Task:
Lines with "directory": state how many there are in the records below, and nothing else.
++++ Data excerpts
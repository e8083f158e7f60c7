pub mod flatten;
pub mod record;

pub use flatten::*;
pub use record::*;
use anyhow::{bail, Context, Result};
use spacex_to_sqlite::{
    cli::{Cli, Commands},
    config::{default_db_path, Settings},
    graphql::{GraphqlClient, Source},
    pipeline::{self, RunReport},
    schema::table_names,
    ui::{LogUi, Phase, Ui, UiApp},
    writer::SqliteWriter,
};
use std::time::Instant;
use tracing_subscriber::EnvFilter;

fn main() -> Result<()> {
    let cli = Cli::parse_args();
    init_logging(cli.uses_tui());

    match cli.command {
        Commands::Sync {
            output_db,
            endpoint,
            on_error,
            tui,
        } => {
            let settings = Settings::resolve(output_db, &endpoint, on_error)?;
            let client = GraphqlClient::new(&settings.endpoint, settings.timeout)
                .context("Failed to create HTTP client")?;
            let start = Instant::now();

            let report = if tui {
                let mut ui = UiApp::new()?;
                match sync(&client, &settings, &mut ui) {
                    Ok(report) => {
                        ui.finish(&format!("Loaded {} rows", report.loaded_rows()))?;
                        report
                    }
                    Err(err) => {
                        ui.restore()?;
                        return Err(err);
                    }
                }
            } else {
                sync(&client, &settings, &mut LogUi::new())?
            };

            println!(
                "\nSynced {:?} from {} in {:.1}s\n{}",
                settings.db_path,
                settings.endpoint,
                start.elapsed().as_secs_f64(),
                report
            );

            if !report.is_complete() {
                let failed: Vec<String> = report.failures().map(|(k, _)| k.to_string()).collect();
                bail!("Failed to load: {}", failed.join(", "));
            }
        }

        Commands::Init { output_db } => {
            let db_path = match output_db {
                Some(path) => path,
                None => default_db_path()?,
            };
            let mut writer = SqliteWriter::open(&db_path)
                .with_context(|| format!("Failed to open database {:?}", db_path))?;
            for (table, status) in writer.create_schema()? {
                println!("  {:<11} {}", table, status);
            }
            writer.close()?;
        }

        Commands::Fetch { kind, endpoint } => {
            let client = GraphqlClient::new(&endpoint.endpoint, endpoint.request_timeout())
                .context("Failed to create HTTP client")?;
            let table = client
                .fetch(kind)
                .with_context(|| format!("Failed to fetch {}", kind))?;

            eprintln!("{} rows, columns: {}", table.len(), table.columns().join(", "));
            for row in table.to_json_rows() {
                println!("{}", row);
            }
        }

        Commands::Query { kind } => {
            print!("{}", kind.query());
        }

        Commands::ListTables => {
            println!("Available tables:\n");
            for name in table_names() {
                println!("  {}", name);
            }
        }
    }

    Ok(())
}

/// Open the database and run the pipeline, reporting through `ui`
fn sync(client: &GraphqlClient, settings: &Settings, ui: &mut impl Ui) -> Result<RunReport> {
    ui.set_phase(Phase::Connecting);
    ui.set_info(format!("{} -> {}", client.endpoint(), settings.db_path.display()));

    let mut writer = SqliteWriter::open(&settings.db_path)
        .with_context(|| format!("Failed to open database {:?}", settings.db_path))?;

    let report = pipeline::run(client, &mut writer, settings.policy, ui)
        .context("Sync failed, nothing was committed")?;

    writer.close()?;
    Ok(report)
}

fn init_logging(tui: bool) {
    let default_level = if tui { "warn" } else { "info" };
    let filter =
        EnvFilter::try_from_default_env().unwrap_or_else(|_| EnvFilter::new(default_level));

    tracing_subscriber::fmt()
        .with_env_filter(filter)
        .with_writer(std::io::stderr)
        .init();
}
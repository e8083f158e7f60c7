pub mod cli;
pub mod config;
pub mod entity;
pub mod error;
pub mod graphql;
pub mod parser;
pub mod pipeline;
pub mod schema;
pub mod ui;
pub mod writer;

pub use cli::{Cli, Commands};
pub use entity::{EntityCounts, EntityKind};
pub use error::{EtlError, Result};
pub use pipeline::{run, FailurePolicy, RunReport};
pub use ui::{LogUi, Phase, SilentUi, Ui, UiApp};
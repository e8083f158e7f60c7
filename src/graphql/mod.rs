pub mod client;
pub mod query;

pub use client::*;
pub use query::*;
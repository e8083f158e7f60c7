use rusqlite::types::{ToSql, ToSqlOutput};
use serde_json::Value;

use crate::schema::{Column, ColumnType};

/// Separator used when a list is stored in a single text column
const LIST_SEPARATOR: &str = ", ";

/// A single value ready for binding
#[derive(Debug, Clone, PartialEq)]
pub enum SqlValue {
    Null,
    Integer(i64),
    Real(f64),
    Text(String),
}

impl ToSql for SqlValue {
    fn to_sql(&self) -> rusqlite::Result<ToSqlOutput<'_>> {
        Ok(match self {
            SqlValue::Null => ToSqlOutput::Owned(rusqlite::types::Value::Null),
            SqlValue::Integer(i) => ToSqlOutput::from(*i),
            SqlValue::Real(f) => ToSqlOutput::from(*f),
            SqlValue::Text(s) => ToSqlOutput::from(s.as_str()),
        })
    }
}

/// Convert a fetched JSON value to the SQL value for a column
pub fn to_sql_value(value: Option<&Value>, column: &Column) -> SqlValue {
    let value = match value {
        None | Some(Value::Null) => return SqlValue::Null,
        Some(v) => v,
    };

    match column.col_type {
        ColumnType::Integer | ColumnType::Serial => value
            .as_i64()
            .or_else(|| value.as_f64().map(|f| f as i64))
            .or_else(|| value.as_bool().map(i64::from))
            .map(SqlValue::Integer)
            .unwrap_or(SqlValue::Null),
        ColumnType::Float => value
            .as_f64()
            .map(SqlValue::Real)
            .unwrap_or(SqlValue::Null),
        ColumnType::Boolean => value
            .as_bool()
            .map(|b| SqlValue::Integer(i64::from(b)))
            .unwrap_or(SqlValue::Null),
        ColumnType::Text => SqlValue::Text(render_text(value)),
        ColumnType::Char(width) => SqlValue::Text(truncate_chars(render_text(value), width)),
    }
}

/// Text form of a JSON value: strings as-is, lists joined, others as JSON
fn render_text(value: &Value) -> String {
    match value {
        Value::String(s) => s.clone(),
        Value::Array(items) => items
            .iter()
            .filter(|v| !v.is_null())
            .map(|v| match v {
                Value::String(s) => s.clone(),
                other => other.to_string(),
            })
            .collect::<Vec<_>>()
            .join(LIST_SEPARATOR),
        other => other.to_string(),
    }
}

/// Keep at most `width` characters
pub fn truncate_chars(mut s: String, width: usize) -> String {
    if let Some((idx, _)) = s.char_indices().nth(width) {
        s.truncate(idx);
    }
    s
}
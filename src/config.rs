use anyhow::{Context, Result};
use directories::ProjectDirs;
use std::path::PathBuf;
use std::time::Duration;

use crate::cli::EndpointArgs;
use crate::pipeline::FailurePolicy;

const DB_FILE_NAME: &str = "spacex.db";

/// Resolved settings for a run
#[derive(Debug, Clone)]
pub struct Settings {
    pub endpoint: String,
    pub db_path: PathBuf,
    pub timeout: Option<Duration>,
    pub policy: FailurePolicy,
}

impl Settings {
    pub fn resolve(
        db_path: Option<PathBuf>,
        endpoint: &EndpointArgs,
        policy: FailurePolicy,
    ) -> Result<Self> {
        let db_path = match db_path {
            Some(path) => path,
            None => default_db_path()?,
        };

        Ok(Self {
            endpoint: endpoint.endpoint.clone(),
            db_path,
            timeout: endpoint.request_timeout(),
            policy,
        })
    }
}

/// `spacex.db` in the platform data directory, created if missing
pub fn default_db_path() -> Result<PathBuf> {
    let proj_dirs = ProjectDirs::from("", "", "spacex-to-sqlite")
        .context("Could not determine data directory")?;
    let data_dir = proj_dirs.data_dir();
    std::fs::create_dir_all(data_dir).context("Failed to create data directory")?;
    Ok(data_dir.join(DB_FILE_NAME))
}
++++++++
Task output:
3